:: Material for the task ::

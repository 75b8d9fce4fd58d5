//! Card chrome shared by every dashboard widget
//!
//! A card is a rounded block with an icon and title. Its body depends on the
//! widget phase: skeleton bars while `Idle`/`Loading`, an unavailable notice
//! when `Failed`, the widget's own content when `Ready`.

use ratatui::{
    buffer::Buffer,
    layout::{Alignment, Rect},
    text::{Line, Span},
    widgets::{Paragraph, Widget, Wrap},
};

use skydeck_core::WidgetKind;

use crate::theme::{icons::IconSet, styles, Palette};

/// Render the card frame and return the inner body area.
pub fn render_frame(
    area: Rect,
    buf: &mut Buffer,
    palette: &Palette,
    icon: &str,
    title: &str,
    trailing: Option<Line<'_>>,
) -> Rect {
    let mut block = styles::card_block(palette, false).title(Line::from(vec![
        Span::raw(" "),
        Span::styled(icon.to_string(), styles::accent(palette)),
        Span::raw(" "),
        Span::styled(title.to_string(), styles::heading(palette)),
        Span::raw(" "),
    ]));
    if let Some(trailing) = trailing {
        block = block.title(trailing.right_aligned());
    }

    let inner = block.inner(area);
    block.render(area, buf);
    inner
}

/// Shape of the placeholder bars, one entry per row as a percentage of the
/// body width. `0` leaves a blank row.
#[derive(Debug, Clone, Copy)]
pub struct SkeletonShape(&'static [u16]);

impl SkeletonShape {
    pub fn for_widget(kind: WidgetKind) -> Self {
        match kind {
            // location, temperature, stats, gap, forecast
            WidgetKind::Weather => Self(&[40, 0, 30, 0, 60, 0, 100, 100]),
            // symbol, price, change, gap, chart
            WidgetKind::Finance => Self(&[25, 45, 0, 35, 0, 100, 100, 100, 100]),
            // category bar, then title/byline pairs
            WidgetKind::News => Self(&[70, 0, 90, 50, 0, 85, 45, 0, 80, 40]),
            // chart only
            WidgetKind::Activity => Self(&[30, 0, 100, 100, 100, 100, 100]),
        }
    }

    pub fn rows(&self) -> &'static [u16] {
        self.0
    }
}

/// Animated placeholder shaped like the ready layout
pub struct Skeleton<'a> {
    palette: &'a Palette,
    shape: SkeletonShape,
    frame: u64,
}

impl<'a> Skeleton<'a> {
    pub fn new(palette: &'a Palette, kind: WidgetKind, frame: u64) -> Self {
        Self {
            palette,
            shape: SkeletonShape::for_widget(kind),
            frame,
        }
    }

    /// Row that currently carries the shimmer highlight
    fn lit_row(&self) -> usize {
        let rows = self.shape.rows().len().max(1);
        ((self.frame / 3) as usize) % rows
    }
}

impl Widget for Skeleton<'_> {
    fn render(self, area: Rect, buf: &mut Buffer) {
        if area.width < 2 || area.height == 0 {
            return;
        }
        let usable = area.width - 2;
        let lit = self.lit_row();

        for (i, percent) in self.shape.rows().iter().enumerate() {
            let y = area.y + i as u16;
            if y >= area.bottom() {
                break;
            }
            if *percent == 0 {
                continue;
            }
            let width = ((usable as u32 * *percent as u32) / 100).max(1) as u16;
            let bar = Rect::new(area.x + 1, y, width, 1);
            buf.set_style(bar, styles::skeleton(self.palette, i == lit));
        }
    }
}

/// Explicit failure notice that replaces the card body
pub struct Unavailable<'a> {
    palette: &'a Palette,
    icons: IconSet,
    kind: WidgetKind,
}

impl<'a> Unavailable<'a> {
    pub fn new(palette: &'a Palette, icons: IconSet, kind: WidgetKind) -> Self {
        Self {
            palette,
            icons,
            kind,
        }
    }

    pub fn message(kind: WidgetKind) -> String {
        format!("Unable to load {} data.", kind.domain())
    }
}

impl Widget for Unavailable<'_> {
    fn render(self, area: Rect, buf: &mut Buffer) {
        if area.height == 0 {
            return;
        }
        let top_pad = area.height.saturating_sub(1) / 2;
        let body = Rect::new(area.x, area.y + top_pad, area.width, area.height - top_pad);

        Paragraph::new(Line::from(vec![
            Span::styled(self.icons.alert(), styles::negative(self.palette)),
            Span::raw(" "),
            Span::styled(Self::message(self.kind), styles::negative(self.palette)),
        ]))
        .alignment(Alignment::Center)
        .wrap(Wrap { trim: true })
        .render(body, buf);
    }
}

:::
:: Material for the task ::

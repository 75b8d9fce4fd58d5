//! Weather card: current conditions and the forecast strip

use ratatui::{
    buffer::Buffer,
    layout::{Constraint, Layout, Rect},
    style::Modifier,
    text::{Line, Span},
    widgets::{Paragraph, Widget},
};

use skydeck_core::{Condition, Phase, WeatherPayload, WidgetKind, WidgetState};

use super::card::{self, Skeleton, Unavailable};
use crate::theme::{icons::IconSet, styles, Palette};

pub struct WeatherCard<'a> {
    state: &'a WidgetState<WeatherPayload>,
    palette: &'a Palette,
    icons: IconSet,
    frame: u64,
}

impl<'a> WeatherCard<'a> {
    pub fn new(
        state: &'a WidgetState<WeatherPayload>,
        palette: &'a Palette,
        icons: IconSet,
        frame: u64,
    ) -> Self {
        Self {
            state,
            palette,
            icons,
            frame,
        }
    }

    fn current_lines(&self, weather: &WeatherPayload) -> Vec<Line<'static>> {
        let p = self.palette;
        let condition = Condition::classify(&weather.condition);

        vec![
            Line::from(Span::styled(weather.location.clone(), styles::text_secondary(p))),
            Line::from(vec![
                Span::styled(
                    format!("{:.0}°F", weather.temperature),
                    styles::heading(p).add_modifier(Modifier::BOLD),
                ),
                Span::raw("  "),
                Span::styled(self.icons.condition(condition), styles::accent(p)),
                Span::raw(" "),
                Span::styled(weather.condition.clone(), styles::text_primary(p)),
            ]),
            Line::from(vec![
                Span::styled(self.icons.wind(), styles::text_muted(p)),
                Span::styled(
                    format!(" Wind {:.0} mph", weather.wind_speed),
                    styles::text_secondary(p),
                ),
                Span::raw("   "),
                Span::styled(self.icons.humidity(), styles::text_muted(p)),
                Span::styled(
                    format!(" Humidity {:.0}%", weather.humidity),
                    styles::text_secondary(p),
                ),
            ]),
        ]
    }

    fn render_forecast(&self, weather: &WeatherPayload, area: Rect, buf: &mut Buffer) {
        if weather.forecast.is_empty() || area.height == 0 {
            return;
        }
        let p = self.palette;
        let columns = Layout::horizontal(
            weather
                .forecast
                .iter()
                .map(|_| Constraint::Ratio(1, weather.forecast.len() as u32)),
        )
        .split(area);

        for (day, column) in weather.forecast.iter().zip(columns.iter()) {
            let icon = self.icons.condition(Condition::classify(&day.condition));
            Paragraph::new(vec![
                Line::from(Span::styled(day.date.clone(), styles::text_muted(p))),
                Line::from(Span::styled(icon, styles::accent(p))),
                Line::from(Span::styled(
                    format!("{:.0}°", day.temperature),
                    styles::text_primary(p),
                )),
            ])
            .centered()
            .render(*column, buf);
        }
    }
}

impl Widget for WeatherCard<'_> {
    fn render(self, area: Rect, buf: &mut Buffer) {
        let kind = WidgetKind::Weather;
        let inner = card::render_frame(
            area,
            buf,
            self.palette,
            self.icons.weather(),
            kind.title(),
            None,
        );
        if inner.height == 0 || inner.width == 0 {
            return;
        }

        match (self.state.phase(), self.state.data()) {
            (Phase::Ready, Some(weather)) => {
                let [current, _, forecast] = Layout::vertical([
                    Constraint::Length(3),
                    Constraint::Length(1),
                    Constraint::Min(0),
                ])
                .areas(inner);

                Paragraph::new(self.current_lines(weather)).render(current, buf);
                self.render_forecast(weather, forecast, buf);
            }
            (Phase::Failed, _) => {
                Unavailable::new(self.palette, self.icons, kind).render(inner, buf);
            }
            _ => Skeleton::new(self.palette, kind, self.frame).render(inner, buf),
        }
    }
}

:::

* [Exercise details]: Which lines of the records above contain the word "bars"? Copy each of them.

* [Reply]:
//! widget phase: skeleton bars while `Idle`/`Loading`, an unavailable notice
/// Shape of the placeholder bars, one entry per row as a percentage of the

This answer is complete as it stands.